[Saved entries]

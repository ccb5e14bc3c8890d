//! Writing converted tables to disk

use crate::error::{Error, Result};
use crate::transcriber::{Conversion, ConvertedTable};
use std::ffi::OsString;
use std::fs::{self, File};
use std::io::{BufWriter, Write};
use std::path::{Path, PathBuf};

const CONVERTED_SUFFIX: &str = "_converted";

/// Write a converted table as CSV, header first
pub fn write_csv<W: Write>(table: &ConvertedTable, writer: W) -> Result<()> {
    let mut csv_writer = csv::Writer::from_writer(writer);
    let csv_err = |e: csv::Error| Error::Csv {
        path: PathBuf::from("<output>"),
        source: e,
    };

    csv_writer.write_record(table.header()).map_err(csv_err)?;
    for row in &table.rows {
        csv_writer.write_record(&row.values).map_err(csv_err)?;
    }
    csv_writer.flush()?;
    Ok(())
}

/// Render a converted table as a CSV string
pub fn to_csv_string(table: &ConvertedTable) -> Result<String> {
    let mut buf = Vec::new();
    write_csv(table, &mut buf)?;
    Ok(String::from_utf8_lossy(&buf).into_owned())
}

/// Render mapping and rows as pretty JSON
pub fn to_json(conversion: &Conversion) -> Result<String> {
    Ok(serde_json::to_string_pretty(conversion)?)
}

/// Output file name for an input file: `<stem>_converted.csv`
pub fn converted_file_name(input: &Path) -> OsString {
    let mut name = input
        .file_stem()
        .map(|s| s.to_os_string())
        .unwrap_or_else(|| OsString::from("output"));
    name.push(CONVERTED_SUFFIX);
    name.push(".csv");
    name
}

/// Where the converted copy of `input` goes
///
/// Without an output directory the file lands next to its input.
pub fn converted_path(input: &Path, output_dir: Option<&Path>) -> PathBuf {
    let dir = output_dir
        .map(Path::to_path_buf)
        .or_else(|| input.parent().map(Path::to_path_buf))
        .unwrap_or_default();
    dir.join(converted_file_name(input))
}

/// Whether a file name looks like an earlier conversion result
pub fn is_converted_name(path: &Path) -> bool {
    path.file_stem()
        .and_then(|s| s.to_str())
        .is_some_and(|s| s.ends_with(CONVERTED_SUFFIX))
}

/// Save a converted table as CSV
///
/// The table is written to a temporary sibling first and renamed into place,
/// so `path` is either the complete new file or untouched.
pub fn save_csv(table: &ConvertedTable, path: &Path) -> Result<()> {
    if let Some(parent) = path.parent().filter(|p| !p.as_os_str().is_empty()) {
        fs::create_dir_all(parent)?;
    }

    let mut tmp_name = path.as_os_str().to_os_string();
    tmp_name.push(".partial");
    let tmp_path = PathBuf::from(tmp_name);

    let written = File::create(&tmp_path)
        .map_err(Error::from)
        .and_then(|file| {
            let mut writer = BufWriter::new(file);
            write_csv(table, &mut writer)?;
            writer.flush()?;
            Ok(())
        })
        .and_then(|()| fs::rename(&tmp_path, path).map_err(Error::from));

    if written.is_err() {
        let _ = fs::remove_file(&tmp_path);
    }
    written
}

#[cfg(test)]
mod tests {
    use super::*;
    use crate::parser::{parse_csv_str, ParseOptions};
    use crate::transcriber::convert_table;

    fn convert(content: &str) -> Conversion {
        let table = parse_csv_str(content, "input.csv", &ParseOptions::default()).unwrap();
        convert_table(&table)
    }

    #[test]
    fn test_csv_output_matches_expected_layout() {
        let conversion = convert(
            "Property Name,Address,City,ST,Zip,Total Units,Owner\n\
             Maple Court,123 Oak St,Springfield,IL,62704,120,Acme Holdings\n",
        );

        let csv = to_csv_string(&conversion.output).unwrap();
        assert_eq!(
            csv,
            "community_name,street,city,state,zip_code,units,ownership_group_name\n\
             Maple Court,123 Oak St,Springfield,IL,62704,120,Acme Holdings\n"
        );
    }

    #[test]
    fn test_csv_output_quotes_when_needed() {
        let conversion = convert("Name,Address\n\"Maple, Court\",\"1 \"\"Main\"\" St\"\n");

        let csv = to_csv_string(&conversion.output).unwrap();
        let line = csv.lines().nth(1).unwrap();
        assert_eq!(line, "\"Maple, Court\",\"1 \"\"Main\"\" St\",,,,,");
    }

    #[test]
    fn test_header_only_output() {
        let conversion = convert("Notes\n");
        let csv = to_csv_string(&conversion.output).unwrap();
        assert_eq!(csv, "community_name,street,city,state,zip_code,units,ownership_group_name\n");
    }

    #[test]
    fn test_converted_file_name() {
        assert_eq!(converted_file_name(Path::new("listings.csv")), "listings_converted.csv");
        assert_eq!(converted_file_name(Path::new("dir/Q3 Report.CSV")), "Q3 Report_converted.csv");
        assert_eq!(converted_file_name(Path::new("export")), "export_converted.csv");
        assert_eq!(converted_file_name(Path::new("a.b.csv")), "a.b_converted.csv");
    }

    #[test]
    fn test_converted_path() {
        assert_eq!(
            converted_path(Path::new("in/listings.csv"), None),
            PathBuf::from("in/listings_converted.csv")
        );
        assert_eq!(
            converted_path(Path::new("in/listings.csv"), Some(Path::new("out"))),
            PathBuf::from("out/listings_converted.csv")
        );
        assert_eq!(
            converted_path(Path::new("listings.csv"), None),
            PathBuf::from("listings_converted.csv")
        );
    }

    #[test]
    fn test_is_converted_name() {
        assert!(is_converted_name(Path::new("a/listings_converted.csv")));
        assert!(!is_converted_name(Path::new("a/listings.csv")));
    }

    #[test]
    fn test_save_csv_writes_file() {
        let dir = tempfile::tempdir().unwrap();
        let path = dir.path().join("nested").join("out_converted.csv");
        let conversion = convert("Owner\nAcme\n");

        save_csv(&conversion.output, &path).unwrap();

        let written = fs::read_to_string(&path).unwrap();
        assert!(written.ends_with(",,,,,,Acme\n"));
        assert!(!dir.path().join("nested").join("out_converted.csv.partial").exists());
    }

    #[test]
    fn test_json_includes_mapping_and_rows() {
        let conversion = convert("Owner\nAcme\n");
        let json: serde_json::Value = serde_json::from_str(&to_json(&conversion).unwrap()).unwrap();

        assert_eq!(json["mapping"]["bindings"][0]["field"], "ownership_group_name");
        assert_eq!(json["mapping"]["bindings"][0]["source_header"], "Owner");
        assert_eq!(json["output"]["rows"][0]["values"][6], "Acme");
    }
}
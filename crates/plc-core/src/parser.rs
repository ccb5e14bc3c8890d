//! CSV parser for uploaded property lists

use crate::error::{Error, Result};
use crate::table::{CellValue, Column, Row, Table};
use serde::{Deserialize, Serialize};
use std::fs::File;
use std::io::{BufReader, Read};
use std::path::{Path, PathBuf};
use tracing::debug;

/// Options controlling how input files are read
#[derive(Debug, Clone, Copy, PartialEq, Eq, Serialize, Deserialize)]
pub struct ParseOptions {
    /// Field delimiter byte
    pub delimiter: u8,
}

impl Default for ParseOptions {
    fn default() -> Self {
        Self { delimiter: b',' }
    }
}

impl ParseOptions {
    /// Set custom delimiter
    pub fn with_delimiter(mut self, delimiter: u8) -> Self {
        self.delimiter = delimiter;
        self
    }
}

/// Convert a user-supplied delimiter to the byte the CSV reader expects
///
/// Accepts a single ASCII character, or the escape `\t` for tab.
pub fn parse_delimiter(s: &str) -> Result<u8> {
    let mut chars = s.chars();
    match (chars.next(), chars.next()) {
        _ if s == "\\t" => Ok(b'\t'),
        (Some(c), None) if c.is_ascii() => Ok(c as u8),
        _ => Err(Error::InvalidDelimiter(s.to_string())),
    }
}

/// Parse a CSV file into a Table
pub fn parse_csv<P: AsRef<Path>>(path: P, options: &ParseOptions) -> Result<Table> {
    let path = path.as_ref();
    let file = File::open(path).map_err(|e| Error::FileRead {
        path: path.to_path_buf(),
        source: e,
    })?;

    read_table(BufReader::new(file), path.to_path_buf(), options)
}

/// Parse CSV from a string (useful for testing)
pub fn parse_csv_str(content: &str, source_name: &str, options: &ParseOptions) -> Result<Table> {
    read_table(content.as_bytes(), PathBuf::from(source_name), options)
}

fn read_table<R: Read>(reader: R, path: PathBuf, options: &ParseOptions) -> Result<Table> {
    let mut csv_reader = csv::ReaderBuilder::new()
        .has_headers(true)
        .delimiter(options.delimiter)
        .flexible(true) // Allow varying number of fields
        .from_reader(reader);

    let headers = csv_reader.headers().map_err(|e| Error::Csv {
        path: path.clone(),
        source: e,
    })?;

    let columns: Vec<Column> = headers
        .iter()
        .enumerate()
        .map(|(i, name)| {
            let name = if i == 0 { name.trim_start_matches('\u{feff}') } else { name };
            Column::new(name.to_string(), i)
        })
        .collect();

    if columns.is_empty() {
        return Err(Error::CsvParse {
            path,
            message: "no columns found in CSV".to_string(),
        });
    }

    let mut rows = Vec::new();
    for (row_idx, result) in csv_reader.records().enumerate() {
        let record = result.map_err(|e| Error::Csv {
            path: path.clone(),
            source: e,
        })?;

        let mut cells: Vec<CellValue> = record
            .iter()
            .map(|field| CellValue::Text(field.to_string()))
            .collect();

        if cells.len() > columns.len() {
            return Err(Error::CsvParse {
                path,
                message: format!(
                    "row {} has {} cells, expected {}",
                    row_idx + 1,
                    cells.len(),
                    columns.len()
                ),
            });
        }
        cells.resize(columns.len(), CellValue::Missing);

        rows.push(Row::new(cells));
    }

    debug!(
        path = %path.display(),
        columns = columns.len(),
        rows = rows.len(),
        "parsed input table"
    );

    Ok(Table {
        columns,
        rows,
        source_path: path,
    })
}
//! Registration, login and password change against in-memory storage.

mod support;

use common::AppError;
use domain::Role;
use rating_service_lib::service::{PasswordChange, Registration};

use support::{admin, services, InMemoryStore};

fn registration(email: &str) -> Registration {
    Registration {
        name: "Registered Through The Form".to_string(),
        email: email.to_string(),
        address: Some("7 Elm Road".to_string()),
        password: "Secret!123".to_string(),
    }
}

#[tokio::test]
async fn test_register_login_and_verify_token() {
    let store = InMemoryStore::default();
    let services = services(&store);

    let user = services
        .credentials()
        .register(registration("reg@example.com"))
        .await
        .unwrap();
    assert_eq!(user.role, Role::NormalUser);

    let login = services
        .credentials()
        .login("reg@example.com", "Secret!123")
        .await
        .unwrap();
    assert_eq!(login.email, "reg@example.com");
    assert_eq!(login.role, Role::NormalUser);

    let header = format!("Bearer {}", login.token);
    let identity = services.guard().authenticate(Some(&header)).unwrap();
    assert_eq!(identity.id, user.id);
    assert_eq!(identity.role, Role::NormalUser);
}

#[tokio::test]
async fn test_duplicate_registration_is_conflict() {
    let store = InMemoryStore::default();
    let services = services(&store);

    services
        .credentials()
        .register(registration("dup@example.com"))
        .await
        .unwrap();
    let again = services
        .credentials()
        .register(registration("dup@example.com"))
        .await;
    assert!(matches!(again, Err(AppError::Conflict(_))));
}

#[tokio::test]
async fn test_login_failures_are_indistinguishable() {
    let store = InMemoryStore::default();
    let services = services(&store);
    services
        .credentials()
        .register(registration("known@example.com"))
        .await
        .unwrap();

    let wrong_password = services
        .credentials()
        .login("known@example.com", "Wrong!1234")
        .await
        .unwrap_err();
    let unknown_email = services
        .credentials()
        .login("unknown@example.com", "Secret!123")
        .await
        .unwrap_err();

    assert!(matches!(wrong_password, AppError::InvalidCredentials));
    assert!(matches!(unknown_email, AppError::InvalidCredentials));
    assert_eq!(wrong_password.to_string(), unknown_email.to_string());
}

#[tokio::test]
async fn test_change_password() {
    let store = InMemoryStore::default();
    let services = services(&store);
    let credentials = services.credentials();
    credentials
        .register(registration("change@example.com"))
        .await
        .unwrap();

    let wrong_old = credentials
        .change_password(PasswordChange {
            email: "change@example.com".to_string(),
            old_password: "NotIt!1234".to_string(),
            new_password: "Fresh#Pass9".to_string(),
        })
        .await;
    assert!(matches!(wrong_old, Err(AppError::InvalidCredentials)));

    credentials
        .change_password(PasswordChange {
            email: "change@example.com".to_string(),
            old_password: "Secret!123".to_string(),
            new_password: "Fresh#Pass9".to_string(),
        })
        .await
        .unwrap();

    assert!(credentials.login("change@example.com", "Secret!123").await.is_err());
    assert!(credentials.login("change@example.com", "Fresh#Pass9").await.is_ok());
}

#[tokio::test]
async fn test_admin_lists_users_by_name() {
    let store = InMemoryStore::default();
    store.seed_user("Zed Is Last In The Listing", "zed@example.com", Role::NormalUser);
    store.seed_user("Amy Is First In The Listing", "amy@example.com", Role::StoreOwner);
    let services = services(&store);

    let users = services.credentials().list_users(&admin()).await.unwrap();
    let names: Vec<_> = users.iter().map(|u| u.name.as_str()).collect();
    assert_eq!(names, ["Amy Is First In The Listing", "Zed Is Last In The Listing"]);
}
//! Repository layer for data access.

pub mod entities;
mod rating_repository;
mod store_repository;
mod user_repository;

use sea_orm::{DbErr, SqlErr};

use common::AppError;

pub use rating_repository::{RatingRepository, RatingStore};
pub use store_repository::{StoreRepository, StoreStore};
pub use user_repository::{UserRepository, UserStore};

#[cfg(any(test, feature = "test-utils"))]
pub use rating_repository::MockRatingRepository;
#[cfg(any(test, feature = "test-utils"))]
pub use store_repository::MockStoreRepository;
#[cfg(any(test, feature = "test-utils"))]
pub use user_repository::MockUserRepository;

/// Unique-constraint violations become `Conflict(entity)`; every other
/// storage fault stays a database error.
pub(crate) fn map_write_err(err: DbErr, entity: &str) -> AppError {
    match err.sql_err() {
        Some(SqlErr::UniqueConstraintViolation(detail)) => {
            tracing::debug!(entity, %detail, "Unique constraint violated");
            AppError::conflict(entity)
        }
        _ => AppError::Database(err),
    }
}
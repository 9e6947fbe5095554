//! Repository hub.
//!
//! Centralizes access to the three repositories so services depend on one
//! handle. Work that must be atomic (store creation) is done inside the
//! owning repository with a single database transaction.

use std::sync::Arc;

use sea_orm::DatabaseConnection;

use crate::repository::{
    RatingRepository, RatingStore, StoreRepository, StoreStore, UserRepository, UserStore,
};

/// Unit of Work trait for dependency injection.
pub trait UnitOfWork: Send + Sync {
    /// Get user repository
    fn users(&self) -> Arc<dyn UserRepository>;

    /// Get store repository
    fn stores(&self) -> Arc<dyn StoreRepository>;

    /// Get rating repository
    fn ratings(&self) -> Arc<dyn RatingRepository>;
}

/// SeaORM-backed UnitOfWork
pub struct Persistence {
    user_repo: Arc<UserStore>,
    store_repo: Arc<StoreStore>,
    rating_repo: Arc<RatingStore>,
}

impl Persistence {
    pub fn new(db: DatabaseConnection) -> Self {
        Self {
            user_repo: Arc::new(UserStore::new(db.clone())),
            store_repo: Arc::new(StoreStore::new(db.clone())),
            rating_repo: Arc::new(RatingStore::new(db)),
        }
    }
}

impl UnitOfWork for Persistence {
    fn users(&self) -> Arc<dyn UserRepository> {
        self.user_repo.clone()
    }

    fn stores(&self) -> Arc<dyn StoreRepository> {
        self.store_repo.clone()
    }

    fn ratings(&self) -> Arc<dyn RatingRepository> {
        self.rating_repo.clone()
    }
}
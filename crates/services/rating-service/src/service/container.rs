//! Service container - wires every component from one repository hub and
//! one signing configuration.

use std::sync::Arc;

use sea_orm::DatabaseConnection;

use common::JwtConfig;

use super::{
    AccessGuard, CredentialManager, DashboardAggregator, RatingAggregator, StoreManager,
    TokenService,
};
use crate::infra::{Persistence, UnitOfWork};

#[derive(Clone)]
pub struct Services {
    tokens: Arc<TokenService>,
    guard: Arc<AccessGuard>,
    credentials: Arc<CredentialManager>,
    ratings: Arc<RatingAggregator>,
    stores: Arc<StoreManager>,
    dashboard: Arc<DashboardAggregator>,
}

impl Services {
    /// Build all services over the given repository hub.
    pub fn new(uow: Arc<dyn UnitOfWork>, jwt: &JwtConfig) -> Self {
        let tokens = Arc::new(TokenService::new(jwt));

        Self {
            guard: Arc::new(AccessGuard::new(tokens.clone())),
            credentials: Arc::new(CredentialManager::new(uow.clone(), tokens.clone())),
            ratings: Arc::new(RatingAggregator::new(uow.clone())),
            stores: Arc::new(StoreManager::new(uow.clone())),
            dashboard: Arc::new(DashboardAggregator::new(uow)),
            tokens,
        }
    }

    /// Build all services over SeaORM repositories.
    pub fn from_connection(db: DatabaseConnection, jwt: &JwtConfig) -> Self {
        Self::new(Arc::new(Persistence::new(db)), jwt)
    }

    pub fn tokens(&self) -> Arc<TokenService> {
        self.tokens.clone()
    }

    pub fn guard(&self) -> Arc<AccessGuard> {
        self.guard.clone()
    }

    pub fn credentials(&self) -> Arc<CredentialManager> {
        self.credentials.clone()
    }

    pub fn ratings(&self) -> Arc<RatingAggregator> {
        self.ratings.clone()
    }

    pub fn stores(&self) -> Arc<StoreManager> {
        self.stores.clone()
    }

    pub fn dashboard(&self) -> Arc<DashboardAggregator> {
        self.dashboard.clone()
    }
}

- **WHAT YOU SHOULD DO**
Each line that holds the string "every" is to be copied from the entries above.

- **ANSWER BOX**
/// Unique-constraint violations become `Conflict(entity)`; every other
//! Service container - wires every component from one repository hub and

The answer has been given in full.